Even before I went to check out the event, I had a flash of resentment towards it, akin to the anguished feeling of not being invited to a classmate’s party in grade school. Why didn’t I know a planned "community" event was going on across the street from my own house? Who is organizing such things and not telling the neighbors? 

This feeling turned closer to anger when I opened my front door and found a stranger’s bicycle locked to my elevated(!) front porch, and my neighbor distraught at the possibility she might not be able to park directly in front of her home if she went out again. Far from lazy, this is actually a serious concern given her caretaking responsibility for her disabled mother-in-law (which necessitates quick and easy access to a vehicle in the event of a medical issue), as well as the very real threat of violent crime, particularly against women, in our city. 

When I went to see what was happening, I found that it was an art and food market coinciding with the monthly St. Claude Avenue “walk” amongst and through the neighborhood’s art galleries. Though the market was festive and interesting, I felt a little strange attending a party on my block that I didn’t feel invited to, or even informed about. 

It wasn’t so much that I felt awkward or unusual navigating the space of the market; it was more that I experienced it as an imposition on my neighborhood. This was especially weird because the majority of the market vendors and attendeees were young white scruffy people, just like me. As the presumed intended audience demographic, I was perturbed that I did not know who the organizers were, they didn’t seem to care to know me or even tell me the event was happening on my block, and so the whole thing felt forced. 

While I should have been happy that a normally desolate corner of my street was inhabited by brightly lit creative enterprise, I felt like a bunch of people just came, had their party, and left, with no thought as to their physical or psychological impact. 

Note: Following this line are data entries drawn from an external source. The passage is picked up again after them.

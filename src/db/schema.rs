pub(crate) const SCHEMA_V1: &str = r#"
CREATE TABLE IF NOT EXISTS schema_version (
    version INTEGER NOT NULL
);

CREATE TABLE IF NOT EXISTS transactions (
    id           INTEGER PRIMARY KEY AUTOINCREMENT,
    direction    TEXT NOT NULL CHECK (direction IN ('INCOME', 'EXPENSE')),
    description  TEXT NOT NULL,
    amount       TEXT NOT NULL,
    occurred_at  TEXT NOT NULL
);

CREATE INDEX IF NOT EXISTS idx_transactions_occurred ON transactions(occurred_at);
CREATE INDEX IF NOT EXISTS idx_transactions_direction ON transactions(direction);

CREATE TABLE IF NOT EXISTS satisfaction_ratings (
    id              INTEGER PRIMARY KEY AUTOINCREMENT,
    transaction_id  INTEGER NOT NULL REFERENCES transactions(id) ON DELETE CASCADE,
    level           INTEGER NOT NULL CHECK (level BETWEEN 1 AND 10),
    comment         TEXT NOT NULL DEFAULT ''
);

CREATE UNIQUE INDEX IF NOT EXISTS idx_ratings_transaction ON satisfaction_ratings(transaction_id);

CREATE TABLE IF NOT EXISTS savings_goals (
    id              INTEGER PRIMARY KEY AUTOINCREMENT,
    name            TEXT NOT NULL,
    target_amount   TEXT NOT NULL,
    current_amount  TEXT NOT NULL DEFAULT '0',
    created_at      TEXT NOT NULL
);
"#;

pub(crate) const CURRENT_VERSION: i32 = 1;

/// Migrations from version N to N+1.
/// Each entry is (from_version, sql).
pub(crate) const MIGRATIONS: &[(i32, &str)] = &[];
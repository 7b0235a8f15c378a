use ratatui::{
    layout::Rect,
    style::{Modifier, Style},
    text::{Line, Span},
    widgets::{Bar, BarChart, BarGroup, Block, Borders, Paragraph},
    Frame,
};
use rust_decimal::prelude::ToPrimitive;

use crate::ui::app::App;
use crate::ui::theme;
use crate::ui::util::truncate;

/// Each expense gets a bar sized by its share of spending, coloured by how
/// much it was worth.
pub(crate) fn render(f: &mut Frame, area: Rect, app: &App) {
    let block = Block::default()
        .borders(Borders::ALL)
        .border_style(Style::default().fg(theme::OVERLAY))
        .title(Span::styled(
            " Value Map (share of spending per 1000) ",
            theme::block_title_style(),
        ));

    if app.report.weights.is_empty() {
        let msg = Paragraph::new(Line::from(Span::styled(
            "No rated expenses yet",
            theme::dim_style(),
        )))
        .centered()
        .block(block);
        f.render_widget(msg, area);
        return;
    }

    let bar_width: u16 = 8;
    let capacity = (area.width.saturating_sub(2) / (bar_width + 1)).max(1) as usize;

    let bars: Vec<Bar> = app
        .report
        .weights
        .iter()
        .take(capacity)
        .map(|w| {
            let color = theme::satisfaction_color(w.satisfaction_level);
            Bar::default()
                .value(w.weight.round().to_u64().unwrap_or(0))
                .label(Line::from(truncate(&w.description, bar_width as usize)))
                .style(Style::default().fg(color))
                .value_style(
                    Style::default()
                        .fg(theme::HEADER_BG)
                        .bg(color)
                        .add_modifier(Modifier::BOLD),
                )
        })
        .collect();

    let chart = BarChart::default()
        .block(block)
        .data(BarGroup::default().bars(&bars))
        .bar_width(bar_width)
        .bar_gap(1)
        .max(1000);

    f.render_widget(chart, area);
}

This impact was echoed in my neighbor's concerns about parking, my feelings of invasion when I saw that bike on my porch (and there was even valet bicycle parking at the market!), the overall sense of disorder brought by the vendors' cars parked in all kinds of directions on my one-way street, and the slipshod approach to neighborhood ingratiation. It seemed that the people behind the event expected that such a thing would be embraced and celebrated by the "community," but they didn't even check in with their next-door neighbors about it, some of whom are artists and craftspeople themselves and might have wanted to participate in the market as vendors.

So, to the organizers of this market, I think that you should take a look at your goals and the realities of this city we inhabit, and come to a more sensitive threshold from which to make future decisions. You may be artists and entrepreneurs, social movers and shakers, concerned citizens and the like, but you are also a mostly white gentrifying force, bringing all the baggage that entails.

Yes, you bring your clever jewelry made from repurposed materials, but you also bring an anxiety to residents who do not know your intentions. You bring your “shamanic consultations,” along with a sense of unrequested spatial appropriation. 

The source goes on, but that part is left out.